Hey guys! I was sitting here today, minding my own business… when the following tweet showed up in one of my search columns! (Why yes I do search on NetApp, and every major vendor in the Industry that I know a real lot about, I like to stay topical! oh and RT job opportunities… I know peoples ;))
So I thought “Well Hey! I’d like to understand the challenges associated with NetApp’s Deduplication! Let’s get down to business!”
I click the little link which takes me to THIS PAGE where I fill out a form to receive my “Complimentary White Paper” ooh, yay! And let me tell you, other than the abusive form (Oh lovely… who makes people fill out FORMS for content.. yea I know, I know..) this thing looked pretty damn sweet! FYI: By sweet, I mean it looks so professional, so nice, like a solid Marketing Group got their hands on this and prettified it! I mean look at it!

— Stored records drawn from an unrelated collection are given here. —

use async_trait::async_trait;
use chrono::{DateTime, Utc};
use sqlx::PgPool;
use uuid::Uuid;

/// Sort key of the onboarding story. Sorts above every timestamped chat
/// record of the same user, so a descending read returns it first.
pub const STORY_SORT_KEY: &str = "9999";
const STORY_ENTITY: &str = "story";
const STORY_CHAT_ROLE: &str = "user";

#[derive(Debug, thiserror::Error)]
#[error("story store error: {0}")]
pub struct StoreError(#[from] pub sqlx::Error);

#[derive(Debug, Clone, PartialEq, Eq)]
pub struct StoryRecord {
    pub id: Uuid,
    pub user_id: String,
    pub created_at: DateTime<Utc>,
}

#[derive(Debug, Clone, PartialEq, Eq)]
pub struct NewStory {
    pub user_id: String,
    pub prompt: String,
    pub created_at: DateTime<Utc>,
    pub sort_key: String,
}

impl NewStory {
    pub fn onboarding(user_id: &str, prompt: String, created_at: DateTime<Utc>) -> Self {
        Self {
            user_id: user_id.to_string(),
            prompt,
            created_at,
            sort_key: STORY_SORT_KEY.to_string(),
        }
    }
}

/// Whether an insert created the record or found one already there.
#[derive(Debug, Clone, Copy, PartialEq, Eq)]
pub enum InsertOutcome {
    Created,
    AlreadyExists,
}

#[async_trait]
pub trait StoryStore: Send + Sync {
    async fn find_story(&self, user_id: &str) -> Result<Option<StoryRecord>, StoreError>;

    /// Insert unless the user already has a story. The first record wins.
    async fn insert_story(&self, story: &NewStory) -> Result<InsertOutcome, StoreError>;
}

/// Persist a story once per user.
pub async fn save_story(
    store: &dyn StoryStore,
    story: &NewStory,
) -> Result<InsertOutcome, StoreError> {
    if let Some(existing) = store.find_story(&story.user_id).await? {
        tracing::info!(
            user_id = %existing.user_id,
            story_id = %existing.id,
            created_at = %existing.created_at,
            "User already has a story"
        );
        return Ok(InsertOutcome::AlreadyExists);
    }
    let outcome = store.insert_story(story).await?;
    if outcome == InsertOutcome::AlreadyExists {
        tracing::info!(user_id = %story.user_id, "Story was written concurrently, keeping the first one");
    }
    Ok(outcome)
}

#[derive(Clone)]
pub struct PgStoryStore {
    pool: PgPool,
}

impl PgStoryStore {
    pub fn new(pool: PgPool) -> Self {
        Self { pool }
    }
}

#[derive(sqlx::FromRow)]
struct StoryRow {
    id: Uuid,
    user_id: String,
    created_at: DateTime<Utc>,
}

#[async_trait]
impl StoryStore for PgStoryStore {
    async fn find_story(&self, user_id: &str) -> Result<Option<StoryRecord>, StoreError> {
        let row = sqlx::query_as::<_, StoryRow>(
            r#"
            SELECT id, user_id, created_at
            FROM stories
            WHERE user_id = $1 AND entity = $2
            LIMIT 1
            "#,
        )
        .bind(user_id)
        .bind(STORY_ENTITY)
        .fetch_optional(&self.pool)
        .await?;

        Ok(row.map(|r| StoryRecord {
            id: r.id,
            user_id: r.user_id,
            created_at: r.created_at,
        }))
    }

    async fn insert_story(&self, story: &NewStory) -> Result<InsertOutcome, StoreError> {
        // The partial unique index on (user_id) WHERE entity = 'story' closes the
        // window between find_story and this insert.
        let result = sqlx::query(
            r#"
            INSERT INTO stories (id, user_id, sort_key, entity, chat_role, prompt, created_at)
            VALUES ($1, $2, $3, $4, $5, $6, $7)
            ON CONFLICT (user_id) WHERE entity = 'story' DO NOTHING
            "#,
        )
        .bind(Uuid::now_v7())
        .bind(&story.user_id)
        .bind(&story.sort_key)
        .bind(STORY_ENTITY)
        .bind(STORY_CHAT_ROLE)
        .bind(&story.prompt)
        .bind(story.created_at)
        .execute(&self.pool)
        .await?;

        Ok(if result.rows_affected() == 0 {
            InsertOutcome::AlreadyExists
        } else {
            InsertOutcome::Created
        })
    }
}
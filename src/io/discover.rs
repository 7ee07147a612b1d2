use std::path::{Path, PathBuf};
use std::time::SystemTime;

use tracing::{info, warn};

use crate::error::{EtlError, Result};

/// Finds the most recently modified file in `dir` matching a glob pattern
/// such as `*.csv`. Errors when nothing matches.
pub fn latest_file(dir: &Path, pattern: &str) -> Result<PathBuf> {
    let full_pattern = dir.join(pattern).to_string_lossy().into_owned();

    let mut newest: Option<(PathBuf, SystemTime)> = None;
    for entry in glob::glob(&full_pattern)? {
        let path = match entry {
            Ok(path) => path,
            Err(err) => {
                warn!(%err, "skipping unreadable path");
                continue;
            }
        };
        if !path.is_file() {
            continue;
        }
        let modified = std::fs::metadata(&path)?.modified()?;
        let is_newer = newest
            .as_ref()
            .map(|(_, stamp)| modified > *stamp)
            .unwrap_or(true);
        if is_newer {
            newest = Some((path, modified));
        }
    }

    let (path, _) = newest.ok_or(EtlError::NoFilesMatched(full_pattern))?;
    info!(path = %path.display(), "latest file selected");
    Ok(path)
}
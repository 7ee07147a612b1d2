//! SharePoint user-credential authentication.
//!
//! Legacy STS flow: post a SAML request-security-token envelope with the user
//! credentials, receive a binary security token, then redeem the token at the
//! tenant's sign-in endpoint, which answers with the FedAuth/rtFa session
//! cookies.

use regex::Regex;

use crate::error::{EtlError, Result};

/// Microsoft online security token service endpoint.
pub const STS_URL: &str = "https://login.microsoftonline.com/extSTS.srf";

/// Builds the SAML RST envelope for a username/password token request.
pub fn security_token_request(username: &str, password: &str, site_url: &str) -> String {
    format!(
        r#"<s:Envelope xmlns:s="http://www.w3.org/2003/05/soap-envelope"
  xmlns:a="http://www.w3.org/2005/08/addressing"
  xmlns:u="http://docs.oasis-open.org/wss/2004/01/oasis-200401-wss-wssecurity-utility-1.0.xsd">
  <s:Header>
    <a:Action s:mustUnderstand="1">http://schemas.xmlsoap.org/ws/2005/02/trust/RST/Issue</a:Action>
    <a:ReplyTo>
      <a:Address>http://www.w3.org/2005/08/addressing/anonymous</a:Address>
    </a:ReplyTo>
    <a:To s:mustUnderstand="1">{sts}</a:To>
    <o:Security s:mustUnderstand="1"
      xmlns:o="http://docs.oasis-open.org/wss/2004/01/oasis-200401-wss-wssecurity-secext-1.0.xsd">
      <o:UsernameToken>
        <o:Username>{username}</o:Username>
        <o:Password>{password}</o:Password>
      </o:UsernameToken>
    </o:Security>
  </s:Header>
  <s:Body>
    <t:RequestSecurityToken xmlns:t="http://schemas.xmlsoap.org/ws/2005/02/trust">
      <wsp:AppliesTo xmlns:wsp="http://schemas.xmlsoap.org/ws/2004/09/policy">
        <a:EndpointReference>
          <a:Address>{site}</a:Address>
        </a:EndpointReference>
      </wsp:AppliesTo>
      <t:KeyType>http://schemas.xmlsoap.org/ws/2005/05/identity/NoProofKey</t:KeyType>
      <t:RequestType>http://schemas.xmlsoap.org/ws/2005/02/trust/Issue</t:RequestType>
      <t:TokenType>urn:oasis:names:tc:SAML:1.0:assertion</t:TokenType>
    </t:RequestSecurityToken>
  </s:Body>
</s:Envelope>"#,
        sts = STS_URL,
        username = xml_escape(username),
        password = xml_escape(password),
        site = xml_escape(site_url),
    )
}

/// Pulls the binary security token out of the STS response, surfacing the
/// service's fault text when authentication was rejected.
pub fn extract_security_token(body: &str) -> Result<String> {
    let token_re = Regex::new(r"<wsse:BinarySecurityToken[^>]*>([^<]+)</wsse:BinarySecurityToken>")
        .expect("static regex");
    if let Some(captures) = token_re.captures(body) {
        return Ok(captures[1].to_string());
    }

    let fault_re = Regex::new(r"<psf:text>([^<]+)</psf:text>").expect("static regex");
    let reason = fault_re
        .captures(body)
        .map(|captures| captures[1].trim().to_string())
        .unwrap_or_else(|| "no security token in STS response".to_string());
    Err(EtlError::SharePointAuth(reason))
}

/// Sign-in endpoint at the tenant root that redeems a token for cookies.
pub fn signin_url(site_root: &str) -> String {
    format!(
        "{}/_forms/default.aspx?wa=wsignin1.0",
        site_root.trim_end_matches('/')
    )
}

fn xml_escape(value: &str) -> String {
    value
        .replace('&', "&amp;")
        .replace('<', "&lt;")
        .replace('>', "&gt;")
        .replace('"', "&quot;")
        .replace('\'', "&apos;")
}
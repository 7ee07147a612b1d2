use tracing::info;

use crate::config::Config;
use crate::db::{self, connect_with_fallback};
use crate::error::Result;
use crate::io::{latest_file, read_csv_file};

/// Imports the newest monthly report drop into the configured table.
///
/// The drop folder is scanned for the most recent file matching the
/// configured pattern; its contents are read as all-text CSV, profiled for
/// missing values, and batch-inserted.
pub fn run(config: &Config) -> Result<()> {
    let db_settings = config.database()?;
    let settings = config.monthly_import()?;

    let mut client = connect_with_fallback(&db_settings)?;
    info!(database = %db_settings.database, "connected to database");

    let latest = latest_file(&settings.folder_path, &settings.file_pattern)?;
    let frame = read_csv_file(&latest)?;

    for (column, missing) in frame.missing_counts() {
        info!(column = %column, missing, "column profile");
    }

    let inserted = db::insert_frame(
        &mut client,
        &settings.table_name,
        &frame,
        settings.batch_size,
    )?;
    info!(
        file = %latest.display(),
        inserted,
        table = %settings.table_name,
        "monthly import complete"
    );
    Ok(())
}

Tell me that doesn’t look damn professional! Hell, I’d even at first pass with NO knowledge, take everything contained within that document at face value as the truth, I mean cmon let’s cover the facts here.
- This whitepaper looks SWEET! It’s all logo’d out and everything too!
- It’s only 8 pages; that speaks of SOLID content including not only text, but pictures and CITING evidence! Sweet right?!
- And you said it; right there on the first page is says “BUSINESS WHITE PAPER” Tell me that does not spell PRO all over it.
So what I’m thinking is, clearly this has been vetted by a set of experts who have validated the data and ensured that it is correct; or at least within the context of the information consider the footer of this document claims to have been published January 2011. So this CLEARLY should be current.
Yea… No. Not Quite. Quite the opposite? I guess it may be time to explain though! But before I go there, Disclaimer time!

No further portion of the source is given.